Our next teaching staff meeting is all about sharing those watercooler conversations and sharing what we hope to keep in the teaching and learning space in a post COVID-19 world. What better way to adopt Agile methodologies than to come together as a staff, look backwards and ask ourselves ‘what’s worth keeping’?
The second large scale project connected to the staff scholarship was the second iteration of Sprint Week where the students followed a Google Ventures Design Sprint methodology over 5 straight days in order to solve real business problems presented to them by our industry partners. Having utilised this problem solving method in Year 10 Integrated Learning in 2019, the current Year 11s could not be better prepared for the leadership challenge presented to them by having to discard the way things have been done in the past and reinvent Loreto Day afresh in the time of coronavirus. I have had the privilege of working with these girls again by taking them through a mini-sprint in order to help them grapple with what a school wide fete day looks like during COVID-19. How might we manage cash in a contactless world where not all students have debit cards? How might we have a communal lunch while observing restrictions around food distribution?
The Year 11s stripped back Loreto Day to its central aims, conducted research interviews to gather insights, sketched possible solutions and then undertook a gallery walk to vote forward the best ideas. They then quickly formed teams in order to bring their ideas to life. The students have been asked to pivot like so many businesses have had to do in order to remain viable throughout the coronavirus crisis. I don’t think anyone could have imagined 2020 would bring a more pertinent example of the need to rapidly change in order to survive. The Year 11s have had to be creative in how they might still deliver on the key aims of building community, advocating for the chosen cause and raising funds. They have also accepted that the day will look different and that more than likely things will go wrong but they will adapt and they will cope and they will be better for it.

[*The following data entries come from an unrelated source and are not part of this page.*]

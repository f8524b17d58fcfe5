//! Kill-switch activation: single-key, dual-key, and role eligibility.

use chrono::{DateTime, TimeDelta, Utc};

use bastion_core::ActivationOutcome;
use bastion_types::{
    ApprovalStatus, AuditAction, CrisisError, CrisisLevel, HaltTarget, Role, TargetKind,
};

use crate::common::{Harness, activated, actor};

#[test]
fn tenant_halt_needs_two_distinct_approvers() {
    let h = Harness::new();
    let target = HaltTarget::tenant("tenant-42").unwrap();

    let first = h
        .controller
        .request_activation(&target, &actor("pat"), Role::PlatformSecurity, "card testing")
        .unwrap();
    let ActivationOutcome::AwaitingSecondKey { approval, message } = first else {
        panic!("first key must not activate");
    };
    assert_eq!(approval.status, ApprovalStatus::AwaitingSecondKey);
    assert_eq!(approval.expires_at, approval.created_at + TimeDelta::minutes(15));
    assert!(message.contains("platform_security"));
    assert!(message.contains("15 minutes"));
    assert!(!h.controller.is_halted(TargetKind::Tenant, "tenant-42"));
    assert_eq!(h.controller.current_level(), CrisisLevel::Monitor);

    let receipt = activated(
        h.controller
            .request_activation(&target, &actor("sam"), Role::SuperAdmin, "card testing")
            .unwrap(),
    );
    assert_eq!(receipt.crisis_level, CrisisLevel::Red);
    assert_eq!(receipt.kill_switch.level, CrisisLevel::Red);
    assert_eq!(receipt.kill_switch.activated_by, actor("sam"));
    let approvers: Vec<_> = receipt
        .kill_switch
        .approvals
        .iter()
        .map(|a| a.user.as_str().to_string())
        .collect();
    assert_eq!(approvers, vec!["pat".to_string(), "sam".to_string()]);
    assert!(h.controller.is_halted(TargetKind::Tenant, "tenant-42"));
    assert!(h.controller.status().pending_approvals.is_empty());

    assert_eq!(
        h.actions(),
        vec![AuditAction::DualKeyFirst, AuditAction::KillSwitchActivated]
    );
    let activation = h.audit.entries().pop().unwrap();
    assert_eq!(activation.details["approval"]["status"], "approved");
    assert_eq!(activation.details["approval"]["first_approver"]["user"], "pat");
    assert_eq!(activation.details["approval"]["second_approver"]["user"], "sam");
}

#[test]
fn same_user_cannot_supply_both_keys() {
    let h = Harness::new();
    let target = HaltTarget::tenant("tenant-7").unwrap();
    h.controller
        .request_activation(&target, &actor("pat"), Role::PlatformSecurity, "r")
        .unwrap();

    let err = h
        .controller
        .request_activation(&target, &actor("pat"), Role::SuperAdmin, "r")
        .unwrap_err();
    assert!(matches!(err, CrisisError::SameApproverNotAllowed { .. }));
    assert!(!h.controller.is_halted(TargetKind::Tenant, "tenant-7"));
    assert_eq!(h.controller.status().pending_approvals.len(), 1);
    assert_eq!(h.audit.len(), 1);
}

#[test]
fn module_halt_is_single_key_orange() {
    let h = Harness::new();
    let ks = h.halt_module("payments");
    assert_eq!(ks.level, CrisisLevel::Orange);
    assert_eq!(ks.approvals.len(), 1);
    assert_eq!(
        ks.auto_deactivate_at,
        Some(ks.activated_at + TimeDelta::hours(48))
    );
    assert_eq!(h.controller.current_level(), CrisisLevel::Orange);
    assert_eq!(h.actions(), vec![AuditAction::KillSwitchActivated]);
}

#[test]
fn ineligible_role_is_rejected_with_allowed_set() {
    let h = Harness::new();
    let err = h
        .controller
        .request_activation(
            &HaltTarget::tenant("tenant-1").unwrap(),
            &actor("olivia"),
            Role::OpsManager,
            "r",
        )
        .unwrap_err();
    match err {
        CrisisError::RoleNotAuthorized { role, allowed, .. } => {
            assert_eq!(role, Role::OpsManager);
            assert_eq!(allowed, vec![Role::SuperAdmin, Role::PlatformSecurity]);
        }
        other => panic!("unexpected error: {other}"),
    }
    assert!(h.audit.is_empty());
}

#[test]
fn global_halt_needs_two_super_admins() {
    let h = Harness::new();
    let err = h
        .controller
        .request_activation(&HaltTarget::global(), &actor("pat"), Role::PlatformSecurity, "r")
        .unwrap_err();
    assert!(matches!(err, CrisisError::RoleNotAuthorized { .. }));

    let ks = h.halt_everything();
    assert_eq!(ks.target, "ALL_SYSTEMS");
    assert_eq!(h.controller.current_level(), CrisisLevel::Black);
    assert!(h.controller.is_halted(TargetKind::Tenant, "anyone"));
    assert!(h.controller.is_halted(TargetKind::Module, "anything"));
}

#[test]
fn expired_first_key_cannot_complete_activation() {
    let h = Harness::new();
    let target = HaltTarget::tenant("tenant-3").unwrap();
    h.controller
        .request_activation(&target, &actor("pat"), Role::PlatformSecurity, "r")
        .unwrap();

    h.advance(TimeDelta::minutes(15));
    let outcome = h
        .controller
        .request_activation(&target, &actor("sam"), Role::SuperAdmin, "r")
        .unwrap();
    let ActivationOutcome::AwaitingSecondKey { approval, .. } = outcome else {
        panic!("expired approval must not be consumed");
    };
    assert_eq!(approval.first_approver.user, actor("sam"));
    assert!(!h.controller.is_halted(TargetKind::Tenant, "tenant-3"));

    let entries = h.audit.entries();
    assert_eq!(entries.len(), 2);
    assert_eq!(entries[1].action, AuditAction::DualKeyFirst);
    assert_eq!(entries[1].details["replaced_expired"], true);

    // The original first approver can now supply the second key.
    let receipt = activated(
        h.controller
            .request_activation(&target, &actor("pat"), Role::PlatformSecurity, "r")
            .unwrap(),
    );
    assert_eq!(receipt.kill_switch.approvals.len(), 2);
}

#[test]
fn level_takes_the_highest_active_switch() {
    let h = Harness::new();
    h.halt_tenant("tenant-1");
    h.halt_module("search");
    assert_eq!(h.controller.current_level(), CrisisLevel::Red);
    assert_eq!(h.controller.status().active_kill_switches.len(), 2);
}

#[test]
fn pending_approvals_are_keyed_per_target() {
    let h = Harness::new();
    for tenant in ["tenant-a", "tenant-b"] {
        h.controller
            .request_activation(
                &HaltTarget::tenant(tenant).unwrap(),
                &actor("pat"),
                Role::PlatformSecurity,
                "r",
            )
            .unwrap();
    }
    let pending = h.controller.status().pending_approvals;
    assert_eq!(pending.len(), 2);
    assert_eq!(pending[0].id.as_str(), "tenant:tenant-a");
}

#[test]
fn unrepresentable_deadline_is_rejected_without_halting() {
    let h = Harness::new();
    h.clock.set(DateTime::<Utc>::MAX_UTC - TimeDelta::hours(1));
    let err = h
        .controller
        .request_activation(
            &HaltTarget::module("billing").unwrap(),
            &actor("olivia"),
            Role::OpsManager,
            "degraded",
        )
        .unwrap_err();
    assert!(matches!(
        err,
        CrisisError::DeadlineOutOfRange {
            level: CrisisLevel::Orange
        }
    ));
    assert_eq!(err.code(), "deadline_out_of_range");
    assert!(!h.controller.is_halted(TargetKind::Module, "billing"));
    assert!(h.audit.is_empty());
}
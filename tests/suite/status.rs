use std::sync::Arc;

use chrono::TimeDelta;

use bastion_core::{CrisisController, JsonlAuditLog, escalation_matrix, levels, playbooks};
use bastion_types::{AuditAction, CrisisLevel, HaltTarget, Role, TargetKind};

use crate::common::{Harness, actor};

#[test]
fn repeated_status_differs_only_in_generation_time() {
    let h = Harness::new();
    h.halt_tenant("tenant-1");
    h.controller
        .request_activation(
            &HaltTarget::tenant("tenant-2").unwrap(),
            &actor("pat"),
            Role::PlatformSecurity,
            "r",
        )
        .unwrap();

    let first = h.controller.status();
    h.advance(TimeDelta::seconds(30));
    let mut second = h.controller.status();
    assert_ne!(first.generated_at, second.generated_at);
    second.generated_at = first.generated_at;
    assert_eq!(first, second);
}

#[test]
fn status_reports_level_metadata_and_policy() {
    let h = Harness::new();
    let monitor = h.controller.status();
    assert_eq!(monitor.level.level, CrisisLevel::Monitor);
    assert!(monitor.auto_deactivation.is_none());

    h.halt_tenant("tenant-1");
    let status = h.controller.status();
    assert_eq!(status.level.level, CrisisLevel::Red);
    assert_eq!(status.level.required_approvers, 2);
    assert_eq!(status.auto_deactivation.unwrap().max_hours(), 24);
    assert_eq!(status.level_since, status.generated_at);
}

#[test]
fn expired_approvals_drop_out_of_status() {
    let h = Harness::new();
    h.controller
        .request_activation(
            &HaltTarget::tenant("tenant-2").unwrap(),
            &actor("pat"),
            Role::PlatformSecurity,
            "r",
        )
        .unwrap();
    assert_eq!(h.controller.status().pending_approvals.len(), 1);
    h.advance(TimeDelta::minutes(15));
    assert!(h.controller.status().pending_approvals.is_empty());
}

#[test]
fn halt_lookup_ignores_surrounding_whitespace() {
    let h = Harness::new();
    h.halt_tenant(" tenant-1 ");
    assert!(h.controller.is_halted(TargetKind::Tenant, "tenant-1"));
    assert!(h.controller.is_halted(TargetKind::Tenant, " tenant-1 "));
    assert!(h.controller.is_halted(TargetKind::Tenant, "tenant-1\n"));
    assert!(!h.controller.is_halted(TargetKind::Tenant, "tenant-10"));
}

#[test]
fn catalogues_are_complete() {
    assert_eq!(escalation_matrix().len(), 8);
    assert_eq!(playbooks().len(), 5);
    assert_eq!(levels().len(), 5);
    assert_eq!(levels()[4].level, CrisisLevel::Black);
    let h = Harness::new();
    assert_eq!(h.controller.auto_deactivation_policies().len(), 4);
}

#[test]
fn audit_trail_reads_back_from_disk_newest_first() {
    let dir = tempfile::tempdir().unwrap();
    let log = JsonlAuditLog::open(dir.path().join("audit.jsonl")).unwrap();
    let controller = CrisisController::new(Arc::new(log));

    controller
        .escalate(
            CrisisLevel::Monitor,
            CrisisLevel::Yellow,
            "anomaly_detected",
            &actor("olivia"),
            Role::OpsManager,
        )
        .unwrap();
    controller
        .start_drill(&actor("olivia"), "service_outage")
        .unwrap();

    let trail = controller.audit_trail(50).unwrap();
    assert_eq!(
        trail.iter().map(|e| e.action).collect::<Vec<_>>(),
        vec![AuditAction::DrillStarted, AuditAction::Escalation]
    );
    assert_eq!(controller.audit_trail(1).unwrap().len(), 1);
}
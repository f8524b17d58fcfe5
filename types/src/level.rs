//! Crisis level table and auto-deactivation policy.

use std::fmt;
use std::str::FromStr;

use chrono::TimeDelta;
use serde::{Deserialize, Serialize};
use thiserror::Error;

use crate::Role;

/// Roles permitted to lift any kill switch.
pub const DEACTIVATION_ROLES: &[Role] = &[Role::SuperAdmin, Role::PlatformSecurity];

const RESPONDER_ROLES: &[Role] = &[Role::SuperAdmin, Role::OpsManager, Role::PlatformSecurity];
const RED_ROLES: &[Role] = &[Role::SuperAdmin, Role::PlatformSecurity];
const BLACK_ROLES: &[Role] = &[Role::SuperAdmin];

/// Platform-wide alert posture, ordered by severity.
#[derive(
    Debug, Clone, Copy, PartialEq, Eq, Hash, PartialOrd, Ord, Default, Serialize, Deserialize,
)]
#[serde(rename_all = "SCREAMING_SNAKE_CASE")]
pub enum CrisisLevel {
    #[default]
    Monitor,
    Yellow,
    Orange,
    Red,
    Black,
}

/// Side effects the platform is expected to trigger while a level is held.
#[derive(Debug, Clone, Copy, PartialEq, Eq, Hash, Serialize, Deserialize)]
#[serde(rename_all = "snake_case")]
pub enum AutoAction {
    IncreaseLogging,
    NotifyOps,
    RestrictNewRegistrations,
    HaltTarget,
    NotifyAllStakeholders,
    LockAuditLog,
    HaltAll,
    ActivateWarRoom,
}

impl CrisisLevel {
    pub const ALL: [CrisisLevel; 5] = [
        CrisisLevel::Monitor,
        CrisisLevel::Yellow,
        CrisisLevel::Orange,
        CrisisLevel::Red,
        CrisisLevel::Black,
    ];

    #[must_use]
    pub const fn ordinal(self) -> u8 {
        match self {
            Self::Monitor => 0,
            Self::Yellow => 1,
            Self::Orange => 2,
            Self::Red => 3,
            Self::Black => 4,
        }
    }

    #[must_use]
    pub const fn as_str(self) -> &'static str {
        match self {
            Self::Monitor => "MONITOR",
            Self::Yellow => "YELLOW",
            Self::Orange => "ORANGE",
            Self::Red => "RED",
            Self::Black => "BLACK",
        }
    }

    #[must_use]
    pub const fn display_name(self) -> &'static str {
        match self {
            Self::Monitor => "Monitor",
            Self::Yellow => "Yellow Alert",
            Self::Orange => "Orange Alert",
            Self::Red => "Red - Kill-Switch Engaged",
            Self::Black => "Black - Full System Halt",
        }
    }

    #[must_use]
    pub const fn description(self) -> &'static str {
        match self {
            Self::Monitor => "Normal operations, all systems within SLO",
            Self::Yellow => "Elevated risk detected, monitoring intensified",
            Self::Orange => "Active threat, partial service restriction may be needed",
            Self::Red => "Critical breach, targeted kill-switch active, services suspended",
            Self::Black => "Catastrophic, all operations halted, war room active",
        }
    }

    #[must_use]
    pub const fn color(self) -> &'static str {
        match self {
            Self::Monitor => "#22c55e",
            Self::Yellow => "#eab308",
            Self::Orange => "#f97316",
            Self::Red => "#ef4444",
            Self::Black => "#000000",
        }
    }

    #[must_use]
    pub const fn auto_actions(self) -> &'static [AutoAction] {
        match self {
            Self::Monitor => &[],
            Self::Yellow => &[AutoAction::IncreaseLogging, AutoAction::NotifyOps],
            Self::Orange => &[
                AutoAction::IncreaseLogging,
                AutoAction::NotifyOps,
                AutoAction::RestrictNewRegistrations,
            ],
            Self::Red => &[
                AutoAction::HaltTarget,
                AutoAction::NotifyAllStakeholders,
                AutoAction::LockAuditLog,
            ],
            Self::Black => &[
                AutoAction::HaltAll,
                AutoAction::NotifyAllStakeholders,
                AutoAction::LockAuditLog,
                AutoAction::ActivateWarRoom,
            ],
        }
    }

    /// Number of distinct approvers needed before a kill switch at this
    /// level may become active.
    #[must_use]
    pub const fn required_approvers(self) -> u8 {
        match self {
            Self::Monitor => 0,
            Self::Yellow | Self::Orange => 1,
            Self::Red | Self::Black => 2,
        }
    }

    /// Roles eligible to act at this level.
    ///
    /// MONITOR shares the responder set so that standing down to all-clear is
    /// as restricted as raising the first alert.
    #[must_use]
    pub const fn allowed_roles(self) -> &'static [Role] {
        match self {
            Self::Monitor | Self::Yellow | Self::Orange => RESPONDER_ROLES,
            Self::Red => RED_ROLES,
            Self::Black => BLACK_ROLES,
        }
    }

    #[must_use]
    pub fn is_role_allowed(self, role: Role) -> bool {
        self.allowed_roles().contains(&role)
    }

    #[must_use]
    pub fn requires_dual_key(self) -> bool {
        self.required_approvers() >= 2
    }

    /// Built-in auto-deactivation policy; MONITOR has none.
    #[must_use]
    pub const fn default_auto_deactivation(self) -> Option<AutoDeactivationPolicy> {
        match self {
            Self::Monitor => None,
            Self::Yellow => Some(AutoDeactivationPolicy::new_unchecked(72, 48)),
            Self::Orange => Some(AutoDeactivationPolicy::new_unchecked(48, 24)),
            Self::Red => Some(AutoDeactivationPolicy::new_unchecked(24, 12)),
            Self::Black => Some(AutoDeactivationPolicy::new_unchecked(12, 6)),
        }
    }

    const fn index(self) -> usize {
        self.ordinal() as usize
    }
}

impl fmt::Display for CrisisLevel {
    fn fmt(&self, f: &mut fmt::Formatter<'_>) -> fmt::Result {
        f.write_str(self.as_str())
    }
}

#[derive(Debug, Clone, PartialEq, Eq, Error)]
#[error("unknown crisis level '{value}' (expected MONITOR, YELLOW, ORANGE, RED or BLACK)")]
pub struct ParseLevelError {
    pub value: String,
}

impl FromStr for CrisisLevel {
    type Err = ParseLevelError;

    fn from_str(s: &str) -> Result<Self, Self::Err> {
        let needle = s.trim();
        Self::ALL
            .into_iter()
            .find(|level| level.as_str().eq_ignore_ascii_case(needle))
            .ok_or_else(|| ParseLevelError {
                value: s.to_string(),
            })
    }
}

/// Full metadata for one level, as reported by status queries.
#[derive(Debug, Clone, PartialEq, Eq, Serialize)]
pub struct LevelInfo {
    pub level: CrisisLevel,
    pub ordinal: u8,
    pub name: &'static str,
    pub description: &'static str,
    pub color: &'static str,
    pub auto_actions: &'static [AutoAction],
    pub required_approvers: u8,
    pub allowed_roles: &'static [Role],
}

impl LevelInfo {
    #[must_use]
    pub fn of(level: CrisisLevel) -> Self {
        Self {
            level,
            ordinal: level.ordinal(),
            name: level.display_name(),
            description: level.description(),
            color: level.color(),
            auto_actions: level.auto_actions(),
            required_approvers: level.required_approvers(),
            allowed_roles: level.allowed_roles(),
        }
    }
}

/// Longest policy accepted: one year.
pub const MAX_POLICY_HOURS: u32 = 8760;

#[derive(Debug, Clone, PartialEq, Eq, Error)]
#[error("max_hours ({max_hours}) must be between 1 and {MAX_POLICY_HOURS}, and warn_at_hours ({warn_at_hours}) must be below it")]
pub struct InvalidPolicyError {
    pub max_hours: u32,
    pub warn_at_hours: u32,
}

/// Maximum active duration for a kill switch, with an advisory warning point.
#[derive(Debug, Clone, Copy, PartialEq, Eq, Serialize, Deserialize)]
pub struct AutoDeactivationPolicy {
    max_hours: u32,
    warn_at_hours: u32,
}

impl AutoDeactivationPolicy {
    pub fn new(max_hours: u32, warn_at_hours: u32) -> Result<Self, InvalidPolicyError> {
        if max_hours == 0 || max_hours > MAX_POLICY_HOURS || warn_at_hours >= max_hours {
            return Err(InvalidPolicyError {
                max_hours,
                warn_at_hours,
            });
        }
        Ok(Self::new_unchecked(max_hours, warn_at_hours))
    }

    const fn new_unchecked(max_hours: u32, warn_at_hours: u32) -> Self {
        Self {
            max_hours,
            warn_at_hours,
        }
    }

    #[must_use]
    pub const fn max_hours(self) -> u32 {
        self.max_hours
    }

    #[must_use]
    pub const fn warn_at_hours(self) -> u32 {
        self.warn_at_hours
    }

    #[must_use]
    pub fn max_duration(self) -> TimeDelta {
        TimeDelta::hours(i64::from(self.max_hours))
    }

    #[must_use]
    pub fn warn_after(self) -> TimeDelta {
        TimeDelta::hours(i64::from(self.warn_at_hours))
    }
}

/// Per-level auto-deactivation policies, seeded from the built-in table.
#[derive(Debug, Clone, Copy, PartialEq, Eq)]
pub struct AutoDeactivationTable {
    policies: [Option<AutoDeactivationPolicy>; 5],
}

impl Default for AutoDeactivationTable {
    fn default() -> Self {
        Self {
            policies: CrisisLevel::ALL.map(CrisisLevel::default_auto_deactivation),
        }
    }
}

impl AutoDeactivationTable {
    #[must_use]
    pub fn policy(&self, level: CrisisLevel) -> Option<AutoDeactivationPolicy> {
        self.policies[level.index()]
    }

    /// Replace the policy for one level. MONITOR never expires anything, so
    /// overrides for it are ignored.
    #[must_use]
    pub fn with_override(mut self, level: CrisisLevel, policy: AutoDeactivationPolicy) -> Self {
        if level != CrisisLevel::Monitor {
            self.policies[level.index()] = Some(policy);
        }
        self
    }

    /// Levels with a policy, in severity order.
    pub fn entries(&self) -> impl Iterator<Item = (CrisisLevel, AutoDeactivationPolicy)> + '_ {
        CrisisLevel::ALL
            .into_iter()
            .filter_map(|level| self.policy(level).map(|policy| (level, policy)))
    }
}
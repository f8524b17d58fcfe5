//! Kill-switch and dual-key approval records.

use std::fmt;
use std::str::FromStr;

use chrono::{DateTime, Utc};
use serde::{Deserialize, Serialize};
use thiserror::Error;

use crate::{ActorId, ApprovalKey, CrisisLevel, KillSwitchId, Role};

/// Target name used for every global halt.
pub const GLOBAL_TARGET: &str = "ALL_SYSTEMS";

#[derive(Debug, Clone, Copy, PartialEq, Eq, Hash, PartialOrd, Ord, Serialize, Deserialize)]
#[serde(rename_all = "lowercase")]
pub enum TargetKind {
    Tenant,
    Module,
    Global,
}

impl TargetKind {
    pub const ALL: [TargetKind; 3] = [TargetKind::Tenant, TargetKind::Module, TargetKind::Global];

    /// Crisis level a kill switch of this kind puts the platform into.
    #[must_use]
    pub const fn min_level(self) -> CrisisLevel {
        match self {
            Self::Tenant => CrisisLevel::Red,
            Self::Module => CrisisLevel::Orange,
            Self::Global => CrisisLevel::Black,
        }
    }

    #[must_use]
    pub const fn as_str(self) -> &'static str {
        match self {
            Self::Tenant => "tenant",
            Self::Module => "module",
            Self::Global => "global",
        }
    }
}

impl fmt::Display for TargetKind {
    fn fmt(&self, f: &mut fmt::Formatter<'_>) -> fmt::Result {
        f.write_str(self.as_str())
    }
}

#[derive(Debug, Clone, PartialEq, Eq, Error)]
#[error("unknown kill-switch kind '{value}' (expected tenant, module or global)")]
pub struct ParseTargetKindError {
    pub value: String,
}

impl FromStr for TargetKind {
    type Err = ParseTargetKindError;

    fn from_str(s: &str) -> Result<Self, Self::Err> {
        let needle = s.trim();
        Self::ALL
            .into_iter()
            .find(|kind| kind.as_str().eq_ignore_ascii_case(needle))
            .ok_or_else(|| ParseTargetKindError {
                value: s.to_string(),
            })
    }
}

#[derive(Debug, Clone, PartialEq, Eq, Error)]
#[error("{kind} kill switch needs a non-empty target name")]
pub struct InvalidTargetError {
    pub kind: TargetKind,
}

/// What a kill switch halts.
///
/// Global targets are always named [`GLOBAL_TARGET`]; tenant and module
/// targets carry a non-empty name.
#[derive(Debug, Clone, PartialEq, Eq, Hash)]
pub struct HaltTarget {
    kind: TargetKind,
    name: String,
}

impl HaltTarget {
    pub fn new(kind: TargetKind, name: impl Into<String>) -> Result<Self, InvalidTargetError> {
        if kind == TargetKind::Global {
            return Ok(Self::global());
        }
        let name = name.into();
        let trimmed = name.trim();
        if trimmed.is_empty() {
            return Err(InvalidTargetError { kind });
        }
        Ok(Self {
            kind,
            name: trimmed.to_string(),
        })
    }

    pub fn tenant(name: impl Into<String>) -> Result<Self, InvalidTargetError> {
        Self::new(TargetKind::Tenant, name)
    }

    pub fn module(name: impl Into<String>) -> Result<Self, InvalidTargetError> {
        Self::new(TargetKind::Module, name)
    }

    #[must_use]
    pub fn global() -> Self {
        Self {
            kind: TargetKind::Global,
            name: GLOBAL_TARGET.to_string(),
        }
    }

    #[must_use]
    pub fn kind(&self) -> TargetKind {
        self.kind
    }

    #[must_use]
    pub fn name(&self) -> &str {
        &self.name
    }
}

impl fmt::Display for HaltTarget {
    fn fmt(&self, f: &mut fmt::Formatter<'_>) -> fmt::Result {
        write!(f, "{}:{}", self.kind, self.name)
    }
}

#[derive(Debug, Clone, Copy, PartialEq, Eq, Serialize, Deserialize)]
#[serde(rename_all = "snake_case")]
pub enum KillSwitchStatus {
    Active,
    Deactivated,
}

/// One confirmation toward an activation.
#[derive(Debug, Clone, PartialEq, Eq, Serialize, Deserialize)]
pub struct Approver {
    pub user: ActorId,
    pub role: Role,
    pub time: DateTime<Utc>,
}

/// An applied halt.
#[derive(Debug, Clone, PartialEq, Eq, Serialize, Deserialize)]
pub struct KillSwitch {
    pub id: KillSwitchId,
    #[serde(rename = "type")]
    pub kind: TargetKind,
    pub target: String,
    pub level: CrisisLevel,
    pub reason: String,
    pub activated_by: ActorId,
    pub activated_by_role: Role,
    /// Every confirmation that led to activation, first key first.
    pub approvals: Vec<Approver>,
    pub activated_at: DateTime<Utc>,
    pub status: KillSwitchStatus,
    pub drill: bool,
    pub auto_deactivate_at: Option<DateTime<Utc>>,
    #[serde(default, skip_serializing_if = "Option::is_none")]
    pub deactivated_by: Option<ActorId>,
    #[serde(default, skip_serializing_if = "Option::is_none")]
    pub deactivated_at: Option<DateTime<Utc>>,
    #[serde(default, skip_serializing_if = "Option::is_none")]
    pub deactivation_reason: Option<String>,
}

impl KillSwitch {
    #[must_use]
    pub fn is_active(&self) -> bool {
        self.status == KillSwitchStatus::Active
    }

    /// Whether this switch halts `(kind, target)` for enforcement purposes.
    /// Drill switches never halt anything.
    #[must_use]
    pub fn halts(&self, kind: TargetKind, target: &str) -> bool {
        if self.drill || !self.is_active() {
            return false;
        }
        self.kind == TargetKind::Global || (self.kind == kind && self.target == target)
    }

    /// Copy of this record in its lifted state.
    #[must_use]
    pub fn deactivated(
        &self,
        by: ActorId,
        reason: impl Into<String>,
        at: DateTime<Utc>,
    ) -> KillSwitch {
        KillSwitch {
            status: KillSwitchStatus::Deactivated,
            deactivated_by: Some(by),
            deactivated_at: Some(at),
            deactivation_reason: Some(reason.into()),
            ..self.clone()
        }
    }
}

#[derive(Debug, Clone, Copy, PartialEq, Eq, Serialize, Deserialize)]
#[serde(rename_all = "snake_case")]
pub enum ApprovalStatus {
    AwaitingSecondKey,
    Approved,
}

/// First half of a dual-key activation, waiting for a second approver.
#[derive(Debug, Clone, PartialEq, Eq, Serialize, Deserialize)]
pub struct PendingApproval {
    pub id: ApprovalKey,
    #[serde(rename = "type")]
    pub kind: TargetKind,
    pub target: String,
    pub level: CrisisLevel,
    pub reason: String,
    pub first_approver: Approver,
    #[serde(default, skip_serializing_if = "Option::is_none")]
    pub second_approver: Option<Approver>,
    pub status: ApprovalStatus,
    pub drill: bool,
    pub created_at: DateTime<Utc>,
    pub expires_at: DateTime<Utc>,
}

impl PendingApproval {
    /// The one expiry predicate used everywhere a pending approval is read.
    #[must_use]
    pub fn is_expired(&self, now: DateTime<Utc>) -> bool {
        now >= self.expires_at
    }

    #[must_use]
    pub fn approved_by(mut self, second: Approver) -> PendingApproval {
        self.second_approver = Some(second);
        self.status = ApprovalStatus::Approved;
        self
    }
}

While the education sector may not have chosen significant cultural change, cultural change was nevertheless hoisted upon us by a global pandemic. In effect, the world decided that we’d go Agile and I believe that teaching and learning is better for it. You can only have genuine organisational change if it first starts with the individual and then occurs at scale, in this crisis we have all had to alter the way we think about work. For most teachers that meant embracing a ‘good enough is good enough until we know more’ attitude. While a perceived loss of control of the classroom strikes horror in the heart of many classroom teachers, the flip side was the focus on continuous improvement as we learnt more and adapted our practices. It was uncomfortable but the discomfort is the part worth holding onto. Like the businesses we each saw in our local communities, we need to remain ready to change. It might not always be on such a grand scale but being ready to adapt a lesson schedule that’s not working or shifting into a new mode in order to meet the needs of a student is a grand scale to our students. Loreto prides itself on authentic human interactions and what’s more Agile than valuing humans over processes?